Bebeu; e puxou da guaiaca a onça e pagou; era tão mínima a despesa e o câmbio que veio, tanto,
que pasmou, olhando para de, de tão desacostumado que andava de ver dinheiro tanto, que
chamasse seu...
E de dedos engatanhados socou-o todo para dentro da guaiaca, sentindo-lhe o peso e o sonido
afogado.
Calado, montou de novo, retirando-se.
No caminho foi pensando nas todas as cousas que carecia e que iria comprar. Entre aperos e
armas e roupas, um lenço grande e umas botas, outro cavalo, umas esporas e embelecos que
pretendia, andava tudo por uma mão-cheia de cruzados e a si próprio perguntava se aquela onça
encantada, dada para indez, teria mesmo o condão de entropilhar outras muitas, tantas como as
que precisava, e mais ainda, outras e outras que o seu desejo fosse despencando?!...
Chegou ao posto, e como homem avisado, não falou do que fizera durante o dia, apenas do boi
barroso, que campeou e não achou; e no seguinte, logo cedo saiu a empeçar a prova do
prometido.
Naquele mesmo negociante ajustou umas roupas tafulonas; e mais uma adaga de cabo e bainha
com anéis de prata; e mais as esporas e um rebenque de argolão.
Toda a compra passava de três onças.
E Blau, as fontes latejando, a boca cerrada, num aperto que lhe fazia doer o carrinho, piscando os
olhos, a respiração atropelada, todo ele numa desconfiança, Blau, por debaixo do seu balandrau
remendado começou a gargantear a guaiaca... e caiu-lhe na mão uma onça… e outra… e outra!...
As quatro, que por agora eram tão de jeito!...
Mas não caíram duas e duas ou três e uma, ou as quatro, juntas, porém sim de uma a uma, as
quatro, de cada vez só uma…
Voltou ao rancho com a maleta atochada, mas, como homem avisado, não falou do acontecido.
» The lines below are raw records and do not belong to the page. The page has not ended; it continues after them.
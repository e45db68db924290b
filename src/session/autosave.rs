use std::sync::{Arc, Mutex};

use tokio::runtime::Handle;
use tokio::task::JoinHandle;

use crate::codec::Snapshot;
use crate::persistence::{PersistenceError, PersistenceGateway, Preferences, SaveReport};
use crate::store::KeyValueStore;

use super::save_state::{SaveState, SaveTracker};

/// State shared between a session and its in-flight saves.
pub(crate) struct Shared {
    pub(crate) preferences: Mutex<Preferences>,
    pub(crate) tracker: Mutex<SaveTracker>,
}

impl Shared {
    pub(crate) fn new(preferences: Preferences) -> Self {
        Shared {
            preferences: Mutex::new(preferences),
            tracker: Mutex::new(SaveTracker::default()),
        }
    }

    fn settle(&self, revision: u64, state: SaveState) {
        match self.tracker.lock() {
            Ok(mut tracker) => {
                tracker.settle(revision, state);
            }
            Err(_) => log::warn!("save tracker lock poisoned; dropping save result"),
        }
    }

    /// Turn autosave off after a quota failure and try to remember that.
    fn disable_autosave<S: KeyValueStore>(&self, gateway: &PersistenceGateway<S>) {
        let preferences = match self.preferences.lock() {
            Ok(mut preferences) => {
                preferences.autosave_enabled = false;
                preferences.clone()
            }
            Err(_) => {
                log::warn!("preferences lock poisoned; autosave left enabled");
                return;
            }
        };
        log::warn!("store quota exceeded; autosave disabled");
        if let Err(err) = gateway.save_preferences(&preferences) {
            log::warn!("failed to persist disabled autosave: {}", err);
        }
    }
}

/// One save of one snapshot, carrying the revision it was taken at.
pub(crate) struct SaveJob<S> {
    pub(crate) gateway: Arc<PersistenceGateway<S>>,
    pub(crate) shared: Arc<Shared>,
    pub(crate) name: String,
    pub(crate) snapshot: Snapshot,
    pub(crate) revision: u64,
    /// Quota failures switch autosave off.
    pub(crate) automatic: bool,
}

impl<S: KeyValueStore> SaveJob<S> {
    pub(crate) fn run(self) -> Result<SaveReport, PersistenceError> {
        let result = self.gateway.save_project(&self.name, &self.snapshot);
        let state = match &result {
            Ok(report) => match &report.record {
                Some(record) => SaveState::Saved {
                    id: record.id.clone(),
                    at: record.created_at,
                },
                None => SaveState::Failed(format!("project {} was not written", self.name)),
            },
            Err(err) => {
                if self.automatic && err.is_quota_exceeded() {
                    self.shared.disable_autosave(&*self.gateway);
                }
                SaveState::Failed(err.to_string())
            }
        };
        self.shared.settle(self.revision, state);
        result
    }
}

impl<S: KeyValueStore + 'static> SaveJob<S> {
    /// Run on tokio's blocking pool when a runtime is available, otherwise
    /// right away on the calling thread.
    pub(crate) fn spawn(self) -> AutosaveTask {
        match Handle::try_current() {
            Ok(handle) => AutosaveTask::Spawned(handle.spawn_blocking(move || {
                if let Err(err) = self.run() {
                    log::warn!("autosave failed: {}", err);
                }
            })),
            Err(_) => {
                if let Err(err) = self.run() {
                    log::warn!("autosave failed: {}", err);
                }
                AutosaveTask::Completed
            }
        }
    }
}

/// Handle to a background autosave. Dropping it does not cancel the save.
#[derive(Debug)]
pub enum AutosaveTask {
    Spawned(JoinHandle<()>),
    /// Ran inline because no runtime was available.
    Completed,
}

impl AutosaveTask {
    pub fn is_finished(&self) -> bool {
        match self {
            AutosaveTask::Spawned(handle) => handle.is_finished(),
            AutosaveTask::Completed => true,
        }
    }

    /// Wait for the save to finish. Its outcome is visible through
    /// [`EditorSession::save_state`](crate::EditorSession::save_state).
    pub async fn wait(self) {
        if let AutosaveTask::Spawned(handle) = self {
            if let Err(err) = handle.await {
                log::warn!("autosave task did not finish: {}", err);
            }
        }
    }
}
use std::fmt;

/// Error type for key-value store operations.
#[derive(Debug, Clone, PartialEq, Eq)]
pub enum StoreError {
    /// The store rejected a write for capacity reasons.
    QuotaExceeded {
        key: String,
        requested: usize,
        remaining: usize,
    },
    /// The underlying lock was poisoned.
    LockPoisoned(&'static str),
    /// Filesystem or other backend failure.
    Io(String),
}

impl StoreError {
    /// Whether this error means the store is out of space.
    pub fn is_quota_exceeded(&self) -> bool {
        matches!(self, StoreError::QuotaExceeded { .. })
    }
}

impl fmt::Display for StoreError {
    fn fmt(&self, f: &mut fmt::Formatter<'_>) -> fmt::Result {
        match self {
            StoreError::QuotaExceeded {
                key,
                requested,
                remaining,
            } => write!(
                f,
                "quota exceeded writing {} ({} bytes requested, {} remaining)",
                key, requested, remaining
            ),
            StoreError::LockPoisoned(operation) => {
                write!(f, "store lock poisoned during {}", operation)
            }
            StoreError::Io(message) => write!(f, "store io error: {}", message),
        }
    }
}

impl std::error::Error for StoreError {}

impl From<std::io::Error> for StoreError {
    fn from(err: std::io::Error) -> Self {
        StoreError::Io(err.to_string())
    }
}
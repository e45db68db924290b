//! History ledger - bounded undo/redo over whole-document snapshots.
//!
//! Every entry is a full snapshot, so any entry can be restored directly
//! without replaying the ones before it. The ledger itself is a plain state
//! machine; [`EditorSession`](crate::EditorSession) drives it against a
//! live document.

mod error;
mod ledger;

use std::fmt;

pub use error::HistoryError;
pub use ledger::{HistoryLedger, RecordOutcome, Transition, DEFAULT_CAPACITY};

/// Which way a transition moves the cursor.
#[derive(Debug, Clone, Copy, PartialEq, Eq)]
pub enum Direction {
    Undo,
    Redo,
}

impl Direction {
    pub fn as_str(&self) -> &'static str {
        match self {
            Direction::Undo => "undo",
            Direction::Redo => "redo",
        }
    }
}

impl fmt::Display for Direction {
    fn fmt(&self, f: &mut fmt::Formatter<'_>) -> fmt::Result {
        f.write_str(self.as_str())
    }
}

/// One row of a history listing.
#[derive(Debug, Clone, PartialEq, Eq)]
pub struct HistoryEntry {
    pub index: usize,
    pub label: String,
    /// The live document matches this entry.
    pub current: bool,
    /// The entry lies after the cursor and can be redone.
    pub redoable: bool,
}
No outro dia seguiu a outro rumo, para outro negociante mais forte e de prateleiras mais variadas. Já
levava alinhavado o sortimento que ia fazer, e muito em ordem foi encomendando o aparte das
cousas, tendo cuidado em não querer nada de cortar, só peças inteiras, que era para, no caso de
falhar a onça, recuar da compra, fazendo um feio, é verdade, mas não ‘sendo obrigado a pagar
estrago algum. Notou a conta, que andava por quinze onças, uns cruzados pra menos.
E outra vez, por debaixo do seu balandrau remendado, começou a gargantear a guaiaca, e logo
lhe foi caindo na mão uma onça... e segunda... outra… e quarta, mais outra, e sexta... e assim de
uma em uma, as quinze necessárias!
O negociante ia recebendo e alinhando sobre o balcão as moedas conforme vinham elas minando
da mão do pagador, e quando estavam todas disse, entre risonho e desconfiado:
— Cuê-pucha!... cada onça das suas parece que é um pinhão, que é preciso descascar à unha !...
No terceiro dia passou na estrada uma cavalhada; Blau fez parar a tropa e ajustou uma quadrilha,
apartada por ele, à sua vontade, e como facilitou o preço, fechou-se o trato.
Ele e o capataz, sós no meio da cavalhada, iam fazendo mover-se os animais; no apinhado de
todas, Blau marcava a cabeça que mais lhe agradava pelo focinho, pelos olhos, pelas orelhas; com
um sovéu fino, de armada pequena, reboleava por dentro e ia, certo, laçar o bagual escolhido; se
ainda, sem ovas e bons cascos, aprazia-lhe, tirava-o então, como seu, para o potreiro do piquete.
Olho de campeiro, não errou vez alguma a escolha, e trinta cavalos, a flor, foram apartados,
custando quarenta e cinco onças.
E enquanto a tropa verdejava e bebia, os tratistas foram para a sombra duma figueira que havia na
beira da estrada.
Blau por debaixo do seu balandrau remendado, ainda desconfiando, começou a
gargantear a guaiaca... e foi logo aparando, onça por onça, uma, três, seis, dez, dezoito, vinte e
cinco, quarenta, quarenta e cinco!...
O vendedor, estranhando aquela novidade e demora, não se conteve e disse:
— Amigo! As suas onças parecem talas de jerivá, que só cai uma de cada vez!...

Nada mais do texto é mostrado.